Hmmm.  Going to have to ponder on that for a bit....


----------



## geekette (May 20, 2020)

slip said:


> I was just responding to the consistent message comment.


Yeah, I know.  Just pointing out that most of us reserve the right to change our minds as new info comes to light.   It seems like people have forgotten this about themselves (not directed at you, slip).

Scientists are forever learning new info and formulating new theories and establishing new facts.  This novel coronavirus did not exist until recently.  Nobody last September was going around with a mask on around here, unless they had an illness (my hospital has had signage up about this for a long time; wear a mask in here if you are coughing or feverish).   But then, something changed, something new in the world.  And as new info has come to light, advice changed, behaviors changed.  

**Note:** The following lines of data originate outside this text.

//! SQLite driver built on `async-sqlite`.
//!
//! Accepted urls: `sqlite::memory:`, `sqlite:<path>`, `sqlite://<path>`, and
//! any of those prefixed with `jdbc:`.
//!
//! Each query streams its rows from a dedicated reader connection to the same
//! database, so an open cursor never holds up other statements on its
//! connection. In-memory databases are opened as named shared-cache databases
//! for that reason, and file databases use WAL.
use std::collections::BTreeMap;
use std::path::PathBuf;
use std::sync::atomic::{AtomicBool, AtomicU64, Ordering};

use async_sqlite::rusqlite::types::{Value as SqlValue, ValueRef};
use async_sqlite::rusqlite::{self, ErrorCode, InterruptHandle};
use async_sqlite::{Client, ClientBuilder, JournalMode};
use async_trait::async_trait;
use proxyproto::value::Value;
use tokio::sync::{mpsc, oneshot};
use tokio::task::JoinHandle;
use tracing::{debug, trace};

use super::{
    ColumnMeta, Driver, DriverConnection, DriverCursor, DriverError, DriverResult,
    DriverStatement, PrepareOptions,
};

const MEMORY: &str = ":memory:";

#[derive(Debug, Clone, PartialEq, Eq)]
enum Target {
    Memory,
    File(PathBuf),
}

fn parse_url(url: &str) -> Option<Target> {
    let rest = url.strip_prefix("jdbc:").unwrap_or(url);
    let rest = rest.strip_prefix("sqlite:")?;
    let rest = rest.strip_prefix("//").unwrap_or(rest);
    match rest {
        "" | MEMORY => Some(Target::Memory),
        path => Some(Target::File(PathBuf::from(path))),
    }
}

impl From<async_sqlite::Error> for DriverError {
    fn from(e: async_sqlite::Error) -> Self {
        match e {
            async_sqlite::Error::Rusqlite(e) => e.into(),
            other => DriverError::new(other.to_string()).with_sql_state("HY000"),
        }
    }
}

impl From<rusqlite::Error> for DriverError {
    fn from(e: rusqlite::Error) -> Self {
        match &e {
            rusqlite::Error::SqliteFailure(err, msg) => {
                let state = match err.code {
                    ErrorCode::ConstraintViolation => "23000",
                    ErrorCode::CannotOpen => "08001",
                    _ => "HY000",
                };
                DriverError::new(msg.clone().unwrap_or_else(|| err.to_string()))
                    .with_sql_state(state)
                    .with_error_code(err.extended_code)
            }
            other => DriverError::new(other.to_string()).with_sql_state("HY000"),
        }
    }
}

/// Rows a producer may run ahead of the cursor reading them.
const ROW_BUFFER: usize = 64;

/// Location handed to `ClientBuilder::path`, shared by a connection and the
/// readers it opens.
#[derive(Debug, Clone)]
struct Location {
    path: PathBuf,
    shared_memory: bool,
}

impl Location {
    fn for_target(target: &Target) -> Self {
        match target {
            Target::Memory => {
                static MEMORY_DB_ID: AtomicU64 = AtomicU64::new(0);
                let id = MEMORY_DB_ID.fetch_add(1, Ordering::Relaxed);
                Location {
                    path: PathBuf::from(format!(
                        "file:sqlproxy-mem-{}-{id}?mode=memory&cache=shared",
                        std::process::id()
                    )),
                    shared_memory: true,
                }
            }
            Target::File(path) => Location {
                path: path.clone(),
                shared_memory: false,
            },
        }
    }

    async fn open_primary(&self) -> DriverResult<Client> {
        let builder = ClientBuilder::new().path(&self.path);
        let builder = if self.shared_memory {
            builder
        } else {
            builder.journal_mode(JournalMode::Wal)
        };
        Ok(builder.open().await?)
    }

    async fn open_reader(&self) -> DriverResult<Client> {
        let client = ClientBuilder::new().path(&self.path).open().await?;
        if self.shared_memory {
            // Readers skip shared-cache table locks so writers on the primary
            // connection aren't blocked by open cursors.
            client
                .conn(|conn| conn.pragma_update(None, "read_uncommitted", true))
                .await?;
        }
        Ok(client)
    }
}

fn to_sql_value(value: Value) -> SqlValue {
    match value {
        Value::Null => SqlValue::Null,
        Value::Bool(v) => SqlValue::Integer(v as i64),
        Value::Int(v) => SqlValue::Integer(v),
        Value::Float(v) => SqlValue::Real(v),
        Value::Bytes(v) => SqlValue::Blob(v),
        Value::String(v) => SqlValue::Text(v),
        other => match other.to_text() {
            Some(text) => SqlValue::Text(text),
            None => SqlValue::Null,
        },
    }
}

fn from_sql_value(value: ValueRef<'_>, decl_type: Option<&str>) -> Value {
    match value {
        ValueRef::Null => Value::Null,
        ValueRef::Integer(v) => match decl_type {
            Some(decl) if decl.contains("bool") => Value::Bool(v != 0),
            _ => Value::Int(v),
        },
        ValueRef::Real(v) => Value::Float(v),
        ValueRef::Text(v) => Value::String(String::from_utf8_lossy(v).into_owned()),
        ValueRef::Blob(v) => Value::Bytes(v.to_vec()),
    }
}

impl<'a> From<rusqlite::Column<'a>> for ColumnMeta {
    fn from(col: rusqlite::Column<'a>) -> Self {
        ColumnMeta {
            name: col.name().to_owned(),
            decl_type: col.decl_type().map(|t| t.to_ascii_lowercase()),
        }
    }
}

#[derive(Debug, Clone, Copy)]
pub struct SqliteDriver;

#[async_trait]
impl Driver for SqliteDriver {
    fn name(&self) -> &'static str {
        "sqlite"
    }

    fn accepts(&self, url: &str) -> bool {
        parse_url(url).is_some()
    }

    async fn connect(
        &self,
        url: &str,
        user: Option<&str>,
        _password: Option<&str>,
    ) -> DriverResult<Box<dyn DriverConnection>> {
        let target = parse_url(url)
            .ok_or_else(|| DriverError::new(format!("not a sqlite url: {url}")).with_sql_state("08001"))?;
        if user.is_some() {
            debug!("sqlite ignores connection credentials");
        }

        let location = Location::for_target(&target);
        let client = location.open_primary().await?;
        debug!(?target, "opened sqlite database");

        Ok(Box::new(SqliteConnection {
            client,
            location,
            closed: AtomicBool::new(false),
        }))
    }
}

pub struct SqliteConnection {
    client: Client,
    location: Location,
    closed: AtomicBool,
}

fn closed_error(what: &str) -> DriverError {
    DriverError::new(format!("{what} is closed")).with_sql_state("08003")
}

#[async_trait]
impl DriverConnection for SqliteConnection {
    async fn prepare(
        &self,
        sql: &str,
        opts: PrepareOptions,
    ) -> DriverResult<Box<dyn DriverStatement>> {
        if self.is_closed() {
            return Err(closed_error("connection"));
        }
        trace!(%sql, ?opts, "preparing sqlite statement");

        // Prepare once up front to surface syntax errors and learn the
        // placeholder count.
        let check = sql.to_string();
        let parameter_count = self
            .client
            .conn(move |conn| {
                let stmt = conn.prepare(&check)?;
                Ok(stmt.parameter_count())
            })
            .await?;

        Ok(Box::new(SqliteStatement {
            client: self.client.clone(),
            location: self.location.clone(),
            sql: sql.to_string(),
            parameter_count,
            params: BTreeMap::new(),
            closed: false,
        }))
    }

    fn is_closed(&self) -> bool {
        self.closed.load(Ordering::Relaxed)
    }

    async fn close(&mut self) -> DriverResult<()> {
        if self.closed.swap(true, Ordering::Relaxed) {
            return Ok(());
        }
        self.client.close().await?;
        Ok(())
    }
}

pub struct SqliteStatement {
    client: Client,
    location: Location,
    sql: String,
    parameter_count: usize,
    params: BTreeMap<u32, SqlValue>,
    closed: bool,
}

impl SqliteStatement {
    fn check_open(&self) -> DriverResult<()> {
        if self.closed {
            return Err(closed_error("statement"));
        }
        Ok(())
    }
}

#[async_trait]
impl DriverStatement for SqliteStatement {
    fn parameter_count(&self) -> usize {
        self.parameter_count
    }

    fn bind(&mut self, position: u32, value: Value) -> DriverResult<()> {
        self.check_open()?;
        if position == 0 || position as usize > self.parameter_count {
            return Err(DriverError::new(format!(
                "parameter index out of range: {position} (statement has {})",
                self.parameter_count
            ))
            .with_sql_state("07009"));
        }
        self.params.insert(position, to_sql_value(value));
        Ok(())
    }

    async fn execute_query(&mut self) -> DriverResult<Box<dyn DriverCursor>> {
        self.check_open()?;
        let sql = self.sql.clone();
        let params = self.params.clone();

        let reader = self.location.open_reader().await?;
        let (header_tx, header_rx) = oneshot::channel();
        let (row_tx, row_rx) = mpsc::channel(ROW_BUFFER);

        let producer = tokio::spawn(async move {
            let result = reader
                .conn(move |conn| {
                    stream_rows(conn, &sql, &params, header_tx, row_tx);
                    Ok(())
                })
                .await;
            if let Err(e) = result {
                debug!(%e, "sqlite row producer failed");
            }
            if let Err(e) = reader.close().await {
                debug!(%e, "error closing sqlite reader");
            }
        });

        let (columns, interrupt) = match header_rx.await {
            Ok(header) => header?,
            Err(_) => {
                return Err(
                    DriverError::new("query ended before reporting its columns")
                        .with_sql_state("HY000"),
                );
            }
        };
        trace!(columns = columns.len(), "streaming sqlite query");

        Ok(Box::new(SqliteCursor {
            columns,
            rows: row_rx,
            interrupt,
            producer: Some(producer),
            closed: false,
        }))
    }

    async fn execute_update(&mut self) -> DriverResult<u64> {
        self.check_open()?;
        let sql = self.sql.clone();
        let params = self.params.clone();

        let affected = self
            .client
            .conn(move |conn| {
                let mut stmt = conn.prepare(&sql)?;
                for (pos, val) in &params {
                    stmt.raw_bind_parameter(*pos as usize, val)?;
                }
                stmt.raw_execute()
            })
            .await?;

        Ok(affected as u64)
    }

    fn is_closed(&self) -> bool {
        self.closed
    }

    async fn close(&mut self) -> DriverResult<()> {
        self.closed = true;
        self.params.clear();
        Ok(())
    }
}

type QueryHeader = DriverResult<(Vec<ColumnMeta>, InterruptHandle)>;

fn prepare_bound<'c>(
    conn: &'c rusqlite::Connection,
    sql: &str,
    params: &BTreeMap<u32, SqlValue>,
) -> rusqlite::Result<rusqlite::Statement<'c>> {
    let mut stmt = conn.prepare(sql)?;
    for (pos, val) in params {
        stmt.raw_bind_parameter(*pos as usize, val)?;
    }
    Ok(stmt)
}

/// Run a query on the reader's thread, sending rows as they're stepped.
///
/// Stops after the first failing row, or once the cursor goes away.
fn stream_rows(
    conn: &rusqlite::Connection,
    sql: &str,
    params: &BTreeMap<u32, SqlValue>,
    header: oneshot::Sender<QueryHeader>,
    rows: mpsc::Sender<DriverResult<Vec<Value>>>,
) {
    let mut stmt = match prepare_bound(conn, sql, params) {
        Ok(stmt) => stmt,
        Err(e) => {
            let _ = header.send(Err(e.into()));
            return;
        }
    };

    let columns = stmt
        .columns()
        .into_iter()
        .map(ColumnMeta::from)
        .collect::<Vec<_>>();
    if header
        .send(Ok((columns.clone(), conn.get_interrupt_handle())))
        .is_err()
    {
        return;
    }

    let mut results = stmt.raw_query();
    loop {
        let row = match results.next() {
            Ok(Some(row)) => columns
                .iter()
                .enumerate()
                .map(|(idx, col)| {
                    row.get_ref(idx)
                        .map(|v| from_sql_value(v, col.decl_type.as_deref()))
                })
                .collect::<Result<Vec<_>, _>>()
                .map_err(DriverError::from),
            Ok(None) => return,
            Err(e) => Err(DriverError::from(e)),
        };

        let failed = row.is_err();
        if rows.blocking_send(row).is_err() || failed {
            return;
        }
    }
}

/// Rows pulled from a producer running on a reader connection.
pub struct SqliteCursor {
    columns: Vec<ColumnMeta>,
    rows: mpsc::Receiver<DriverResult<Vec<Value>>>,
    interrupt: InterruptHandle,
    producer: Option<JoinHandle<()>>,
    closed: bool,
}

#[async_trait]
impl DriverCursor for SqliteCursor {
    fn columns(&self) -> &[ColumnMeta] {
        &self.columns
    }

    async fn next(&mut self) -> DriverResult<Option<Vec<Value>>> {
        if self.closed {
            return Err(closed_error("result set"));
        }
        match self.rows.recv().await {
            Some(row) => row.map(Some),
            None => Ok(None),
        }
    }

    fn is_closed(&self) -> bool {
        self.closed
    }

    async fn close(&mut self) -> DriverResult<()> {
        if self.closed {
            return Ok(());
        }
        self.closed = true;
        self.rows.close();
        self.interrupt.interrupt();
        if let Some(producer) = self.producer.take() {
            let _ = producer.await;
        }
        Ok(())
    }
}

There is much we do not yet know.   Matters surrounding immunity, re-infection, etc., are big questions that we hope to solve quickly, along with effective treatments, vaccines, etc.  As we get answers, and reliability to those answers, I expect our behaviors will continue to change.


----------



## WVBaker (May 20, 2020)

Laurie said:


> To clarify: by "official" I mean the advice dispensed during the daily briefings from the WH. I think the term "official" can apply.
> 
> Not sure what you mean by the candle question being used for the opposite conclusion, but my point was/is this: we all choose in various ways to mitigate certain risks. Most of us pay for fire insurance on our homes, for instance, even tho it costs hundreds of dollars. We don't balk when auto inspection is required for license plate renewal, since safety is potentially compromised by an unsafe vehicle - even though we have to pay for the inspection, and it's an inconvenience. We don't mind being required by local or state or federal law to wear shoes into a restaurant or shop.
> 
> When the risk is potentially high, as in life or death for some, and the cost is almost nothing, as in the case with masks, it's interesting to me that there is such widespread resistance, as if this is an unforgiveable threat to our freedom. Why is this so different than my examples above?

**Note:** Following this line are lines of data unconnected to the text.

//! Scalar values that cross the wire in parameters and result rows.
use std::fmt;
use std::str::FromStr;

use chrono::{NaiveDate, NaiveDateTime, NaiveTime};
use rust_decimal::Decimal;
use rust_decimal::prelude::{FromPrimitive, ToPrimitive};

pub const DATE_FORMAT: &str = "%Y-%m-%d";
pub const TIME_FORMAT: &str = "%H:%M:%S%.f";
pub const TIMESTAMP_FORMAT: &str = "%Y-%m-%d %H:%M:%S%.f";

/// A single nullable cell or parameter.
#[derive(Debug, Clone, PartialEq)]
pub enum Value {
    Null,
    Bool(bool),
    Int(i64),
    Float(f64),
    Decimal(Decimal),
    String(String),
    Bytes(Vec<u8>),
    Date(NaiveDate),
    Time(NaiveTime),
    Timestamp(NaiveDateTime),
}

/// The type a caller asks a value to be read as.
#[derive(Debug, Clone, Copy, PartialEq, Eq, Hash)]
pub enum ValueType {
    Bool,
    Int,
    Float,
    Decimal,
    String,
    Bytes,
    Date,
    Time,
    Timestamp,
}

impl ValueType {
    pub const fn as_str(&self) -> &'static str {
        match self {
            ValueType::Bool => "bool",
            ValueType::Int => "int",
            ValueType::Float => "float",
            ValueType::Decimal => "decimal",
            ValueType::String => "string",
            ValueType::Bytes => "bytes",
            ValueType::Date => "date",
            ValueType::Time => "time",
            ValueType::Timestamp => "timestamp",
        }
    }
}

impl fmt::Display for ValueType {
    fn fmt(&self, f: &mut fmt::Formatter<'_>) -> fmt::Result {
        write!(f, "{}", self.as_str())
    }
}

#[derive(Debug, Clone, PartialEq, thiserror::Error)]
#[error("cannot read {from} value '{text}' as {to}")]
pub struct CastError {
    pub from: &'static str,
    pub to: ValueType,
    pub text: String,
}

impl Value {
    pub fn is_null(&self) -> bool {
        matches!(self, Value::Null)
    }

    /// Name of the variant, used in error messages.
    pub const fn type_name(&self) -> &'static str {
        match self {
            Value::Null => "null",
            Value::Bool(_) => "bool",
            Value::Int(_) => "int",
            Value::Float(_) => "float",
            Value::Decimal(_) => "decimal",
            Value::String(_) => "string",
            Value::Bytes(_) => "bytes",
            Value::Date(_) => "date",
            Value::Time(_) => "time",
            Value::Timestamp(_) => "timestamp",
        }
    }

    pub fn as_str(&self) -> Option<&str> {
        match self {
            Value::String(s) => Some(s),
            _ => None,
        }
    }

    /// Textual form of the value, `None` for null and for non UTF-8 bytes.
    pub fn to_text(&self) -> Option<String> {
        Some(match self {
            Value::Null => return None,
            Value::Bool(v) => v.to_string(),
            Value::Int(v) => v.to_string(),
            Value::Float(v) => v.to_string(),
            Value::Decimal(v) => v.to_string(),
            Value::String(v) => v.clone(),
            Value::Bytes(v) => return String::from_utf8(v.clone()).ok(),
            Value::Date(v) => v.format(DATE_FORMAT).to_string(),
            Value::Time(v) => v.format(TIME_FORMAT).to_string(),
            Value::Timestamp(v) => v.format(TIMESTAMP_FORMAT).to_string(),
        })
    }

    /// Convert to the requested type.
    ///
    /// Null casts to null for every type. Strings are parsed, numeric values
    /// widen or narrow where the conversion is exact enough to be useful.
    pub fn cast(&self, to: ValueType) -> Result<Value, CastError> {
        let fail = || CastError {
            from: self.type_name(),
            to,
            text: self.to_text().unwrap_or_default(),
        };

        let out = match (self, to) {
            (Value::Null, _) => Value::Null,

            (Value::Bool(v), ValueType::Bool) => Value::Bool(*v),
            (Value::Bool(v), ValueType::Int) => Value::Int(*v as i64),
            (Value::Int(v), ValueType::Bool) => Value::Bool(*v != 0),
            (Value::String(s), ValueType::Bool) => Value::Bool(parse_bool(s).ok_or_else(fail)?),

            (Value::Int(v), ValueType::Int) => Value::Int(*v),
            (Value::Float(v), ValueType::Int) => {
                if v.is_finite() && v.fract() == 0.0 {
                    Value::Int(*v as i64)
                } else {
                    return Err(fail());
                }
            }
            (Value::Decimal(v), ValueType::Int) => Value::Int(v.to_i64().ok_or_else(fail)?),
            (Value::String(s), ValueType::Int) => {
                Value::Int(s.trim().parse::<i64>().map_err(|_| fail())?)
            }

            (Value::Int(v), ValueType::Float) => Value::Float(*v as f64),
            (Value::Float(v), ValueType::Float) => Value::Float(*v),
            (Value::Decimal(v), ValueType::Float) => Value::Float(v.to_f64().ok_or_else(fail)?),
            (Value::String(s), ValueType::Float) => {
                Value::Float(s.trim().parse::<f64>().map_err(|_| fail())?)
            }

            (Value::Int(v), ValueType::Decimal) => Value::Decimal(Decimal::from(*v)),
            (Value::Float(v), ValueType::Decimal) => {
                Value::Decimal(Decimal::from_f64(*v).ok_or_else(fail)?)
            }
            (Value::Decimal(v), ValueType::Decimal) => Value::Decimal(*v),
            (Value::String(s), ValueType::Decimal) => Value::Decimal(
                Decimal::from_str(s.trim())
                    .or_else(|_| Decimal::from_scientific(s.trim()))
                    .map_err(|_| fail())?,
            ),

            (Value::Bytes(b), ValueType::Bytes) => Value::Bytes(b.clone()),
            (Value::String(s), ValueType::Bytes) => Value::Bytes(s.as_bytes().to_vec()),

            (Value::Date(d), ValueType::Date) => Value::Date(*d),
            (Value::Timestamp(ts), ValueType::Date) => Value::Date(ts.date()),
            (Value::String(s), ValueType::Date) => {
                Value::Date(parse_date(s.trim()).ok_or_else(fail)?)
            }

            (Value::Time(t), ValueType::Time) => Value::Time(*t),
            (Value::Timestamp(ts), ValueType::Time) => Value::Time(ts.time()),
            (Value::String(s), ValueType::Time) => Value::Time(
                NaiveTime::parse_from_str(s.trim(), TIME_FORMAT).map_err(|_| fail())?,
            ),

            (Value::Timestamp(ts), ValueType::Timestamp) => Value::Timestamp(*ts),
            (Value::Date(d), ValueType::Timestamp) => {
                Value::Timestamp(d.and_time(NaiveTime::MIN))
            }
            (Value::String(s), ValueType::Timestamp) => {
                Value::Timestamp(parse_timestamp(s.trim()).ok_or_else(fail)?)
            }

            (v, ValueType::String) => Value::String(v.to_text().ok_or_else(fail)?),
            (Value::Bytes(b), other) => {
                let s = String::from_utf8(b.clone()).map_err(|_| fail())?;
                return Value::String(s).cast(other);
            }

            _ => return Err(fail()),
        };

        Ok(out)
    }
}

fn parse_bool(s: &str) -> Option<bool> {
    match s.trim().to_ascii_lowercase().as_str() {
        "true" | "t" | "1" | "yes" | "y" => Some(true),
        "false" | "f" | "0" | "no" | "n" => Some(false),
        _ => None,
    }
}

fn parse_date(s: &str) -> Option<NaiveDate> {
    NaiveDate::parse_from_str(s, DATE_FORMAT)
        .ok()
        .or_else(|| parse_timestamp(s).map(|ts| ts.date()))
}

fn parse_timestamp(s: &str) -> Option<NaiveDateTime> {
    NaiveDateTime::parse_from_str(s, TIMESTAMP_FORMAT)
        .or_else(|_| NaiveDateTime::parse_from_str(s, "%Y-%m-%dT%H:%M:%S%.f"))
        .ok()
        .or_else(|| {
            NaiveDate::parse_from_str(s, DATE_FORMAT)
                .ok()
                .map(|d| d.and_time(NaiveTime::MIN))
        })
}

impl fmt::Display for Value {
    fn fmt(&self, f: &mut fmt::Formatter<'_>) -> fmt::Result {
        match self {
            Value::Null => write!(f, "NULL"),
            Value::Bytes(b) => match std::str::from_utf8(b) {
                Ok(s) => write!(f, "{s}"),
                Err(_) => {
                    write!(f, "\\x")?;
                    for byte in b {
                        write!(f, "{byte:02x}")?;
                    }
                    Ok(())
                }
            },
            other => match other.to_text() {
                Some(s) => write!(f, "{s}"),
                None => write!(f, "NULL"),
            },
        }
    }
}

macro_rules! impl_from {
    ($ty:ty, $variant:ident) => {
        impl From<$ty> for Value {
            fn from(v: $ty) -> Self {
                Value::$variant(v.into())
            }
        }
    };
}

impl_from!(bool, Bool);
impl_from!(i64, Int);
impl_from!(i32, Int);
impl_from!(i16, Int);
impl_from!(u32, Int);
impl_from!(f64, Float);
impl_from!(f32, Float);
impl_from!(Decimal, Decimal);
impl_from!(String, String);
impl_from!(&str, String);
impl_from!(Vec<u8>, Bytes);
impl_from!(&[u8], Bytes);
impl_from!(NaiveDate, Date);
impl_from!(NaiveTime, Time);
impl_from!(NaiveDateTime, Timestamp);

impl<T: Into<Value>> From<Option<T>> for Value {
    fn from(v: Option<T>) -> Self {
        match v {
            Some(v) => v.into(),
            None => Value::Null,
        }
    }
}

Well, that is where we differ in some way I suppose. I consider your referenced in this case to be, informed advice. But, tomato, tomahto as they say.

Should masks become required by law for all aspects of life, we'll have little choice. Until that point in time though. I will suggest this. If you believe a mask will protect you from this virus, purchase the mask that offers you the very best protection possible, regardless of cost. That way you can feel secure in knowing you've done everything you can. That way you needn't worry what others are doing or not doing. I would ask though, please don't expect me or any others who 
feel the same way, to unquestionably accept whatever fears you and others may or may not have. Do what it takes to protect you. You have a choice, as do those who choose not to.

What it comes down to is, it rests with me to protect myself from whatever danger I may or may not encounter in life. If I in some way, think you're a threat to me, I will do whatever it takes to protect me and my family. I'm not asking you to do that for me.


----------



## Brett (May 20, 2020)

WVBaker said:


> Well, that is where we differ in some way I suppose. I consider your referenced in this case to be, informed advice. But, tomato, tomahto as they say.
> 
> Should masks become required by law for all aspects of life, we'll have little choice. Until that point in time though. I will suggest this. If you believe a mask will protect you from this virus, purchase the mask that offers you the very best protection possible, regardless of cost. That way you can feel secure in knowing you've done everything you can. That way you needn't worry what others are doing or not doing. I would ask though, please don't expect me or any others who
> feel the same way, to unquestionably accept whatever fears you and others may or may not have. Do what it takes to protect you. You have a choice, as do those who choose not to.
> ...




I don't believe wearing masks will become a "law" - federal or state
But certainly some businesses require masks for employees


----------



## WVBaker (May 20, 2020)

geekette said:


> As info changes, so do people's opinions and advice.  Even Dr Fauci.



Ah yes, Dr. Fauci. The same "expert" who predicted 240,000 deaths in the U.S. It is possible but, we have quite a ways to go.


----------



## Brett (May 20, 2020)

WVBaker said:


> Ah yes, Dr. Fauci. The same "expert" who predicted 240,000 deaths in the U.S. It is possible but, we have quite a ways to go.



Ah yes, maybe it's *GREAT* that people believed Dr. Fauci's advice and the coronavirus deaths are only 90,000


----------



## cman (May 20, 2020)

Whatever you do, please don't be like this guy. Costco should give Tison a raise;


----------



## Luanne (May 20, 2020)

WVBaker said:


> Ah yes, Dr. Fauci. The same "expert" who predicted 240,000 deaths in the U.S. It is possible but, we have quite a ways to go.


Didn't he revise that.

So far we're just under 100,000 and that is in how many months?  Unless this just goes away the death toll will keep rising.


----------



## WVBaker (May 20, 2020)

Brett said:


> Ah yes, maybe it's *GREAT* that people believed Dr. Fauci's advice and the coronavirus deaths are only 90,000


Hey Brett... good to see you.  Yes, I suppose that is one way to look at it.


----------



## Brett (May 20, 2020)

WVBaker said:


> Hey Brett... good to see you.  Yes, I suppose that is one way to look at it.



good to see U 2   

 we know you religiously follow another person ....


----------



## geekette (May 20, 2020)

WVBaker said:


> Ah yes, Dr. Fauci. The same "expert" who predicted 240,000 deaths in the U.S. It is possible but, we have quite a ways to go.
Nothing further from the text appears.